**WHAT TO DO**
With the material below, print exactly the lines between the line holding "cursor is the" and the line holding "use std::time::Duration;", inclusive. Add nothing else.

DATA FOR THIS EXERCISE below:

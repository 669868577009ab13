use serde::Deserialize;

/// Cursor block returned by Codacy list endpoints. A missing cursor is the
/// end marker.
#[derive(Debug, Default, Deserialize)]
pub struct Pagination {
    pub cursor: Option<String>,
    pub total: Option<u64>,
}
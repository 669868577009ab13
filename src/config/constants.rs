use std::time::Duration;

pub const CODACY_BASE_URL: &str = "https://app.codacy.com/api/v3";
pub const CODACY_API_TOKEN_ENV: &str = "CODACY_API_TOKEN";
pub const ENV_FILE: &str = ".env";

/// UUID of the SonarC# tool in Codacy.
pub const SONAR_CSHARP_TOOL_UUID: &str = "8954dff3-f19c-429c-ac76-c45fa5e73b62";
pub const SONAR_CSHARP_TOOL_NAME: &str = "SonarC#";

/// Codacy pattern ids for SonarC# are the SonarQube rule key with this prefix.
pub const SONAR_CSHARP_PATTERN_PREFIX: &str = "SonarCSharp_";

pub const DEFAULT_XML_FILE: &str = "csharp_sonarqube_rules.xml";
pub const DEFAULT_STANDARD_NAME: &str = "Imported Sonar Rules";
pub const DEFAULT_STANDARD_LANGUAGE: &str = "CSharp";

/// Git provider segment of the organization endpoints.
pub const DEFAULT_PROVIDER: &str = "gh";

pub const HTTP_TIMEOUT_SECS: u64 = 60;

/// Upper bound on patterns per PATCH so one oversized request cannot take
/// down the whole apply.
pub const PATTERN_BATCH_SIZE: usize = 500;

pub const SKIPPED_REPORT_PREFIX: &str = "skipped_rules";
pub const ENABLED_REPORT_PREFIX: &str = "enabled_patterns";
pub const REPORT_TIMESTAMP_FORMAT: &str = "%Y%m%d_%H%M%S";

pub fn http_timeout() -> Duration {
    Duration::from_secs(HTTP_TIMEOUT_SECS)
}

End of DATA FOR THIS EXERCISE.

**REPLY TO THE EXERCISE**
/// Cursor block returned by Codacy list endpoints. A missing cursor is the
/// end marker.
#[derive(Debug, Default, Deserialize)]
pub struct Pagination {
    pub cursor: Option<String>,
    pub total: Option<u64>,
}
repository 669868577009ab13
filename src/config/constants.rs
use std::time::Duration;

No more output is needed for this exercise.